On my 75g they are consistently high, even if I do a couple 40-50% water changes a week.
The tank is fairly heavily planted, and the plants grow like weeds.

I noticed a little bit of cyano creeping on some driftwood, so I check my levels, and the tube was red. Probably in the 80ppm range. Any other times I've tested (random times, before and after water changes) I usually end up around 40ppm.

I have never noticed any issues with these levels, but I know high nitrate levels affect fish over a greater period of time.

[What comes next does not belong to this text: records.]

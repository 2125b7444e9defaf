//! Reconciliation engine between a NetBox inventory and a Zabbix
//! monitoring server.
//!
//! One inbound change notification flows through the crate like this:
//!
//! - **[`InventoryEvent`]**: the webhook payload, parsed into an immutable
//!   [`InventoryRecord`] with an explicit default for every optional field.
//!
//! - **[`classify()`]**: decides, without any I/O, whether the host is
//!   monitored at all and which templates and host groups it belongs to
//!   ([`MonitoringProfile`]).
//!
//! - **[`HostDirectory`]**: looks the host up by address in the monitoring
//!   system and applies updates. [`ZabbixDirectory`] is the real
//!   implementation on top of `hostsync-api`.
//!
//! - **[`reconcile()`]**: diffs the desired profile against the existing
//!   [`MonitoringRecord`] and yields the merged target plus change flags.
//!
//! - **[`apply()`]**: resolves names through the read-only
//!   [`ReferenceData`] cache and issues exactly one update, or hands a new
//!   host to the [`Provisioner`].
//!
//! - **[`Pipeline`]**: drives the above for one event at a time and reports
//!   a terminal [`Outcome`] or [`SyncError`].

pub mod apply;
pub mod classify;
pub mod config;
pub mod convert;
pub mod directory;
pub mod error;
pub mod model;
pub mod pipeline;
pub mod provision;
pub mod reconcile;
pub mod reference;

// ── Primary re-exports ──────────────────────────────────────────────
pub use apply::{Applied, apply, resolve_update};
pub use classify::{classify, select_proxy};
pub use config::{
    BridgeConfig, Policy, ProvisionerConfig, ProxyRule, ReferenceNames, TlsVerification,
    ZabbixConfig,
};
pub use directory::{HostDirectory, Lookup, ZabbixDirectory};
pub use error::{RefKind, SyncError};
pub use pipeline::{Outcome, Pipeline};
pub use provision::{AnsibleProvisioner, ProvisionRequest, Provisioner};
pub use reconcile::{FieldChange, GUARDED_TEMPLATE, ReconcileResult, reconcile};
pub use reference::ReferenceData;

pub use hostsync_api::HostUpdate;

pub use model::{
    InventoryEvent, InventoryRecord, MonitoringProfile, MonitoringRecord, OsFamily, RefSet,
    RejectReason, Verdict,
};
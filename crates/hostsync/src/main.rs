mod cli;
mod commands;
mod error;
mod logging;
mod output;
mod server;

use clap::Parser;

use crate::cli::{Cli, Command};
use crate::error::CliError;

#[tokio::main]
async fn main() {
    let cli = Cli::parse();

    if let Err(err) = run(cli).await {
        let code = err.exit_code();
        eprintln!("{:?}", miette::Report::new(err));
        std::process::exit(code);
    }
}

async fn run(cli: Cli) -> Result<(), CliError> {
    match cli.command {
        // Config commands work without a valid configuration
        Command::Config(ref args) => commands::config_cmd::handle(args, &cli.global),

        Command::Completions(ref args) => {
            commands::completions(args);
            Ok(())
        }

        cmd => {
            let cfg = hostsync_config::load_config(cli.global.config.as_deref())?;
            let default_level = if matches!(cmd, Command::Serve(_)) {
                cfg.logging.level.as_str()
            } else {
                "warn"
            };
            let _guard = logging::init(cli.global.verbose, default_level, &cfg.logging)?;

            tracing::debug!(command = ?cmd, "dispatching command");
            commands::dispatch(cmd, &cfg, &cli.global).await
        }
    }
}
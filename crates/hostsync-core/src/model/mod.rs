// ── Domain model ──

pub mod inventory;
pub mod profile;
pub mod record;

pub use inventory::{InventoryEvent, InventoryRecord};
pub use profile::{MonitoringProfile, OsFamily, RejectReason, Verdict};
pub use record::{MonitoringRecord, RefSet};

Anyone else running into this issue?
How do you remedy this, other than a lot of water chaning?


----------



## Ba20 (Jan 29, 2003)

I usually have to dose nitrates"kno3"


----------



## Johnny_Zanni (Nov 8, 2009)

mine are usually about 40 before a water change then around 25ppm after.


----------



## xeloR (Jan 2, 2009)

im doing a WC as I type this. i thought i would check where im at for this thread- 40ppm







. i do 40-50% a week! i hardly ever check my levels anymore







. i have a 40 gallon wet dry with 5 gallons of bio balls, + 500 scrubbies for bio.


----------



## Soul Assassin (Nov 21, 2006)

5-10 for me, with a 25% WC once a week


----------



## JoeDizzleMPLS (Nov 5, 2007)

I usually stay below 10ppm... I do 30% water changes on Sundays and I just tested tonight, I'm sitting at 5ppm right now.


----------



## RedneckR0nin (Nov 5, 2008)

Same as joe for me too as well. I do a 30% water change weekly and have a lightly planted tank. I have never really seen it go over 10 unless testing right after a water change or moving substrate around. But that happens very rarely and have not seen a spike since last summer easily.


----------



## Tensa (Jul 28, 2008)

i just had a thought. we might want to put this into two groups. those of us who have divided tanks with two or more serras in the tank or those of us who have a group of pygos listing these two groups as a option and the second group being those who have a solo serra. Im sure most of us who have higher nitrates such as in the 20ish range have pygos and those of you who are lucky enough to have nitrates in the 10 or less range have serras. no doubt a group of pygos are overstocked much more then serras. I could be wrong but either way i think we should list the number of fish per tank when commenting. As for me i commented on my pygo tank. Its a overstocked tank and is usually in the 20 range never over 20 unless i take a vacation.


----------



## JoeDizzleMPLS (Nov 5, 2007)

I've always stayed below 10ppm, even with my pygo tanks. Plants really help and I performed the occasional extra water change, it also has a lot to do with how often you feed your fish... If you feed every day and only perform one water change per week, your nitrates are gonna creep up pretty high between water changes. I only feed once or twice a week, so even an overstocked pygo tank won't produce an excessive amount of nitrates during that time.


----------



## xeloR (Jan 2, 2009)

i agree on splitting it up.

150 gallons 60x24x24
6, 6-7" pygos
i feed every day, to every other day pretty heavily 
i have one small ball of java moss that im hoping will grow out
and like i said: i do 40-50% weekly


----------



## arok3000 (Nov 28, 2009)

Yeah, the bioload no doubt plays a huge part in it.

I have 4 5-6" RBP's in a standard 75 gallon.
I feed daily, and usually pellets mid day also if I'm around to feed.

My tank may be a victim of slight overfeeding syndrome.


----------



## xeloR (Jan 2, 2009)

weird,during today's water change i was under 20ppm. i fed more if anythingthis week? API liquid test.


----------